◆ Assigned task ◆
In the entries below, find the line with "pub struct ChatRow" and print exactly every line from there up to and including the line with "pub fn message_count(&self)", with no other lines.

◆ Collected data entries ◆
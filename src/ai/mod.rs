//! AI Integration Layer
//!
//! LLM providers, prompt construction and the narrative service the
//! analysis pipeline talks to.

pub mod json_repair;
pub mod narrative;
pub mod prompt;
pub mod provider;

pub use json_repair::extract_json;
pub use narrative::{
    LlmNarrator, NarrativeService, OfflineNarrator, OverviewDraft, OverviewRequest,
};
pub use prompt::PromptBuilder;
pub use provider::{
    AnthropicProvider, LlmProvider, LlmResponse, OllamaProvider, OpenAiProvider, ProviderConfig,
    ResponseMetadata, SharedProvider, TokenUsage, create_provider,
};
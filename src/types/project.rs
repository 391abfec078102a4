//! Project-level type definitions
//!
//! Detection results and the high-level overview placed at the top of the
//! report.

use serde::{Deserialize, Serialize};

/// Detected project facts consumed read-only by the narrative stages
#[derive(Debug, Clone, Default, PartialEq, Serialize, Deserialize)]
pub struct ProjectContext {
    /// Declared language tag (`java`, `python`, ..., `unknown`)
    pub language: String,
    pub frameworks: Vec<String>,
    pub build_tools: Vec<String>,
    pub package_manager: Option<String>,
}

impl ProjectContext {
    pub fn new(language: impl Into<String>) -> Self {
        Self {
            language: language.into(),
            ..Default::default()
        }
    }

    /// First detected framework, or `Unknown`
    pub fn primary_framework(&self) -> &str {
        self.frameworks.first().map(String::as_str).unwrap_or("Unknown")
    }

    /// Language tag with the first letter upper-cased (`java` -> `Java`)
    pub fn language_title(&self) -> String {
        title_case(&self.language)
    }
}

/// High-level description of the analyzed project
#[derive(Debug, Clone, Default, PartialEq, Serialize, Deserialize)]
pub struct ProjectOverview {
    pub project_name: String,
    pub description: String,
    pub purpose: String,
    pub key_technologies: Vec<String>,
    pub architecture_pattern: Option<String>,
    pub main_features: Vec<String>,
    pub dependencies: Vec<String>,
}

pub(crate) fn title_case(s: &str) -> String {
    let mut chars = s.chars();
    match chars.next() {
        Some(first) => first.to_uppercase().chain(chars.flat_map(char::to_lowercase)).collect(),
        None => String::new(),
    }
}

#[cfg(test)]
mod tests {
    use super::*;

    #[test]
    fn test_primary_framework_defaults_to_unknown() {
        let ctx = ProjectContext::new("java");
        assert_eq!(ctx.primary_framework(), "Unknown");

        let ctx = ProjectContext {
            frameworks: vec!["Spring Boot".to_string(), "React".to_string()],
            ..ProjectContext::new("java")
        };
        assert_eq!(ctx.primary_framework(), "Spring Boot");
    }

    #[test]
    fn test_language_title() {
        assert_eq!(ProjectContext::new("java").language_title(), "Java");
        assert_eq!(ProjectContext::new("").language_title(), "");
    }
}
pub mod error;
pub mod parsed;
pub mod project;
pub mod report;

pub use error::{CodebriefError, ErrorCategory, ErrorClassifier, LlmError, Result};
pub use parsed::{ParsedClass, ParsedFile, ParsedMethod};
pub use project::{ProjectContext, ProjectOverview};
pub(crate) use project::title_case;
pub use report::{
    CodebaseAnalysis, ComplexityMetrics, ComplexitySummary, ComponentMap, ComponentRole,
    KeyMethodSummary, StatisticsSummary,
};
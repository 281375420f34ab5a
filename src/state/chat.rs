//! Two-person chat room.

use crate::model::{RoomId, UserId, WireMessage};
use crate::protocol::{ClientEvent, Reply, ServerEvent};
use crate::state::Controller;
use crate::util::format_clock;

#[derive(Clone, Copy, Debug, PartialEq, Eq)]
pub struct Identities {
    pub me: UserId,
    pub them: UserId,
    pub room: RoomId,
}

/// One rendered line of the conversation.
#[derive(Clone, Debug, PartialEq, Eq)]
pub struct ChatRow {
    pub text: String,
    pub time: String,
    pub mine: bool,
}

#[derive(Clone, Debug, Default)]
pub struct ChatRoom {
    who: Option<Identities>,
    /// History first (own then peer's), then live arrivals in order received.
    messages: Vec<WireMessage>,
}

impl ChatRoom {
    pub fn new() -> Self {
        Self::default()
    }

    pub fn identities(&self) -> Option<Identities> {
        self.who
    }

    pub fn message_count(&self) -> usize {
        self.messages.len()
    }

    /// Messages in chronological order. Equal timestamps keep their stored order.
    pub fn rows(&self) -> Vec<ChatRow> {
        let mut ordered: Vec<&WireMessage> = self.messages.iter().collect();
        ordered.sort_by_key(|WireMessage(_, at, _)| *at);
        let me = self.who.map(|w| w.me);
        ordered
            .into_iter()
            .map(|WireMessage(text, at, from)| ChatRow {
                text: text.clone(),
                time: format_clock(*at),
                mine: Some(*from) == me,
            })
            .collect()
    }

    pub fn send(&mut self, text: &str) -> Vec<Reply> {
        let text = text.trim();
        let Some(who) = self.who else {
            return Vec::new();
        };
        if text.is_empty() {
            return Vec::new();
        }
        // Not appended here; the server echoes new_message back to the whole room.
        vec![Reply::send(ClientEvent::SendMessage {
            mess: text.to_owned(),
            message_to: who.them,
            message_from: who.me,
        })]
    }
}

impl Controller for ChatRoom {
    fn on_open(&mut self) -> Vec<Reply> {
        vec![Reply::send(ClientEvent::WhoAreWe)]
    }

    fn on_event(&mut self, event: ServerEvent) -> Vec<Reply> {
        match event {
            ServerEvent::YouAre { you, them, room } => {
                self.who = Some(Identities { me: you, them, room });
                vec![
                    Reply::send(ClientEvent::Join { username: you.to_string(), room }),
                    Reply::send(ClientEvent::GetMessages { other: them }),
                ]
            }
            ServerEvent::RecvPrevious { yours, others } => {
                self.messages = yours;
                self.messages.extend(others);
                Vec::new()
            }
            ServerEvent::NewMessage { message } => {
                self.messages.push(message);
                Vec::new()
            }
            _ => Vec::new(),
        }
    }
}

#[cfg(test)]
mod tests {
    use super::*;

    fn joined() -> ChatRoom {
        let mut chat = ChatRoom::new();
        chat.on_event(ServerEvent::YouAre { you: UserId(1), them: UserId(2), room: RoomId(9) });
        chat
    }

    #[test]
    fn identities_trigger_join_and_history() {
        let mut chat = ChatRoom::new();
        assert_eq!(chat.on_open(), vec![Reply::send(ClientEvent::WhoAreWe)]);
        let replies = chat.on_event(ServerEvent::YouAre { you: UserId(1), them: UserId(2), room: RoomId(9) });
        assert_eq!(
            replies,
            vec![
                Reply::send(ClientEvent::Join { username: "1".into(), room: RoomId(9) }),
                Reply::send(ClientEvent::GetMessages { other: UserId(2) }),
            ]
        );
    }

    #[test]
    fn history_interleaves_by_time() {
        let mut chat = joined();
        chat.on_event(ServerEvent::RecvPrevious {
            yours: vec![WireMessage("hi".into(), 100, UserId(1)), WireMessage("ok".into(), 300, UserId(1))],
            others: vec![WireMessage("hey".into(), 200, UserId(2))],
        });
        let rows = chat.rows();
        let texts: Vec<&str> = rows.iter().map(|r| r.text.as_str()).collect();
        assert_eq!(texts, vec!["hi", "hey", "ok"]);
        assert!(rows[0].mine && !rows[1].mine);
    }

    #[test]
    fn rendering_twice_is_identical() {
        let mut chat = joined();
        chat.on_event(ServerEvent::RecvPrevious {
            yours: vec![WireMessage("a".into(), 50, UserId(1))],
            others: vec![WireMessage("b".into(), 50, UserId(2)), WireMessage("c".into(), 10, UserId(2))],
        });
        let first = chat.rows();
        assert_eq!(first, chat.rows());
        assert_eq!(first.len(), 3);
        assert_eq!(first[1].text, "a");
    }

    #[test]
    fn history_replaces_rather_than_appends() {
        let mut chat = joined();
        let history = ServerEvent::RecvPrevious {
            yours: vec![WireMessage("a".into(), 1, UserId(1))],
            others: vec![],
        };
        chat.on_event(history.clone());
        chat.on_event(history);
        assert_eq!(chat.message_count(), 1);
    }

    #[test]
    fn send_waits_for_echo() {
        let mut chat = joined();
        let replies = chat.send("  konnichiwa ");
        assert_eq!(
            replies,
            vec![Reply::send(ClientEvent::SendMessage {
                mess: "konnichiwa".into(),
                message_to: UserId(2),
                message_from: UserId(1),
            })]
        );
        assert_eq!(chat.message_count(), 0);
        chat.on_event(ServerEvent::NewMessage { message: WireMessage("konnichiwa".into(), 61, UserId(1)) });
        assert_eq!(chat.rows()[0].time, "00:01");
    }

    #[test]
    fn blank_or_early_messages_are_dropped() {
        let mut chat = ChatRoom::new();
        assert!(chat.send("hello").is_empty());
        let mut chat = joined();
        assert!(chat.send("   ").is_empty());
    }
}
use crate::model::DictionaryEntry;
use crate::protocol::{ClientEvent, Reply, ServerEvent};
use crate::state::Controller;

#[derive(Clone, Debug, PartialEq, Eq)]
pub struct DictionaryRow {
    pub reading: String,
    pub meanings: String,
    /// Alternative readings; empty when the word has none.
    pub other_readings: String,
}

impl From<DictionaryEntry> for DictionaryRow {
    fn from(entry: DictionaryEntry) -> Self {
        let others: Vec<String> = entry.readings.into_iter().flatten().collect();
        Self {
            reading: entry.primary_reading,
            meanings: entry.meanings.join("; "),
            other_readings: others.join(", "),
        }
    }
}

#[derive(Clone, Debug, Default)]
pub struct DictionarySearch {
    last_term: Option<String>,
    rows: Vec<DictionaryRow>,
}

impl DictionarySearch {
    pub fn new() -> Self {
        Self::default()
    }

    pub fn rows(&self) -> &[DictionaryRow] {
        &self.rows
    }

    pub fn last_term(&self) -> Option<&str> {
        self.last_term.as_deref()
    }

    /// True once a search has come back without matches.
    pub fn nothing_found(&self) -> bool {
        self.last_term.is_some() && self.rows.is_empty()
    }

    pub fn search(&mut self, term: &str) -> Vec<Reply> {
        let term = term.trim();
        if term.is_empty() {
            return Vec::new();
        }
        self.last_term = Some(term.to_owned());
        vec![Reply::send(ClientEvent::SearchDictionary { search_term: term.to_owned() })]
    }
}

impl Controller for DictionarySearch {
    fn on_open(&mut self) -> Vec<Reply> {
        Vec::new()
    }

    fn on_event(&mut self, event: ServerEvent) -> Vec<Reply> {
        if let ServerEvent::DictionaryResults { results } = event {
            self.rows = results.into_iter().map(DictionaryRow::from).collect();
        }
        Vec::new()
    }
}

#[cfg(test)]
mod tests {
    use super::*;

    fn entry(reading: &str, meanings: &[&str], readings: Vec<Option<&str>>) -> DictionaryEntry {
        DictionaryEntry {
            primary_reading: reading.into(),
            meanings: meanings.iter().map(|m| m.to_string()).collect(),
            readings: readings.into_iter().map(|r| r.map(str::to_owned)).collect(),
        }
    }

    #[test]
    fn search_sends_trimmed_term() {
        let mut dict = DictionarySearch::new();
        assert_eq!(
            dict.search(" neko "),
            vec![Reply::send(ClientEvent::SearchDictionary { search_term: "neko".into() })]
        );
        assert!(dict.search("  ").is_empty());
        assert_eq!(dict.last_term(), Some("neko"));
    }

    #[test]
    fn results_rebuild_the_table() {
        let mut dict = DictionarySearch::new();
        dict.search("nihon");
        dict.on_event(ServerEvent::DictionaryResults {
            results: vec![
                entry("にほんご", &["Japanese (language)"], vec![Some("にっぽんご")]),
                entry("ねこ", &["cat", "shamisen"], vec![None]),
            ],
        });
        assert_eq!(dict.rows().len(), 2);
        assert_eq!(dict.rows()[0].other_readings, "にっぽんご");
        assert_eq!(dict.rows()[1].meanings, "cat; shamisen");
        assert_eq!(dict.rows()[1].other_readings, "");

        dict.on_event(ServerEvent::DictionaryResults { results: vec![] });
        assert!(dict.nothing_found());
    }
}
use yew::prelude::*;

#[derive(Properties, PartialEq, Clone)]
pub struct OverlayProps {
    pub show: bool,
    pub title: AttrValue,
    #[prop_or_default]
    pub message: Option<AttrValue>,
    /// Where the only way out leads; blocking overlays offer nothing else.
    #[prop_or_default]
    pub exit_href: Option<AttrValue>,
}

#[function_component]
pub fn Overlay(props: &OverlayProps) -> Html {
    if !props.show {
        return html! {};
    }
    html! {
        <div style="position:fixed; inset:0; display:flex; align-items:center; justify-content:center; background:rgba(0,0,0,0.65); z-index:40;">
            <div style="background:#161b22; border:2px solid #30363d; padding:24px 32px; border-radius:12px; text-align:center; min-width:300px;">
                <h2 style="margin:0 0 12px 0;">{ props.title.clone() }</h2>
                if let Some(msg) = &props.message {
                    <p style="margin:4px 0; color:#8b949e;">{ msg.clone() }</p>
                }
                if let Some(href) = &props.exit_href {
                    <a href={href.clone()} style="display:inline-block; margin-top:16px; color:#58a6ff;">{"Back"}</a>
                }
            </div>
        </div>
    }
}

#[derive(Properties, PartialEq, Clone)]
pub struct ErrorListProps {
    pub errors: Vec<String>,
}

/// Server validation messages, shown as sent.
#[function_component]
pub fn ErrorList(props: &ErrorListProps) -> Html {
    if props.errors.is_empty() {
        return html! {};
    }
    html! {
        <ul style="margin:8px 0; padding-left:18px; color:#f85149;">
            { for props.errors.iter().map(|e| html! { <li>{ e.clone() }</li> }) }
        </ul>
    }
}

◆ Solution for this problem ◆
pub struct ChatRow {
    pub text: String,
    pub time: String,
    pub mine: bool,
}

#[derive(Clone, Debug, Default)]
pub struct ChatRoom {
    who: Option<Identities>,
    /// History first (own then peer's), then live arrivals in order received.
    messages: Vec<WireMessage>,
}

impl ChatRoom {
    pub fn new() -> Self {
        Self::default()
    }

    pub fn identities(&self) -> Option<Identities> {
        self.who
    }

    pub fn message_count(&self) -> usize {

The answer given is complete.